[Extracted records]
•••••
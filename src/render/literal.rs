use crate::error::SqlMiddlewareDbError;
use crate::types::RowValues;

/// Escape a string for use inside a single-quoted ClickHouse literal.
///
/// Every `'` becomes `\'`, then every `\"` sequence becomes `\\"`.
#[must_use]
pub fn escape_string(value: &str) -> String {
    value.replace('\'', "\\'").replace("\\\"", "\\\\\"")
}

/// Render one bound value as inline SQL.
///
/// # Errors
/// Returns `SqlMiddlewareDbError::RenderingError` naming the value kind when the value is not
/// numeric or text, and `SqlMiddlewareDbError::ParameterError` for NaN or infinite floats.
pub fn render_literal(value: &RowValues) -> Result<String, SqlMiddlewareDbError> {
    match value {
        RowValues::Int(i) => Ok(i.to_string()),
        RowValues::Float(f) if f.is_finite() => Ok(f.to_string()),
        RowValues::Float(f) => Err(SqlMiddlewareDbError::ParameterError(format!(
            "non-finite float {f} has no SQL literal form"
        ))),
        RowValues::Text(s) => Ok(format!("'{}'", escape_string(s))),
        other => Err(SqlMiddlewareDbError::RenderingError { kind: other.kind() }),
    }
}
•••••
Include both ends. Return the line holding "#[must_use]" and all lines after it in the records above, exactly as written.

**Answer for the task**
#[must_use]
pub fn escape_string(value: &str) -> String {
    value.replace('\'', "\\'").replace("\\\"", "\\\\\"")
}

/// Render one bound value as inline SQL.
///
/// # Errors
/// Returns `SqlMiddlewareDbError::RenderingError` naming the value kind when the value is not
/// numeric or text, and `SqlMiddlewareDbError::ParameterError` for NaN or infinite floats.
pub fn render_literal(value: &RowValues) -> Result<String, SqlMiddlewareDbError> {
    match value {
        RowValues::Int(i) => Ok(i.to_string()),
        RowValues::Float(f) if f.is_finite() => Ok(f.to_string()),
        RowValues::Float(f) => Err(SqlMiddlewareDbError::ParameterError(format!(
            "non-finite float {f} has no SQL literal form"
        ))),
        RowValues::Text(s) => Ok(format!("'{}'", escape_string(s))),
        other => Err(SqlMiddlewareDbError::RenderingError { kind: other.kind() }),
    }
}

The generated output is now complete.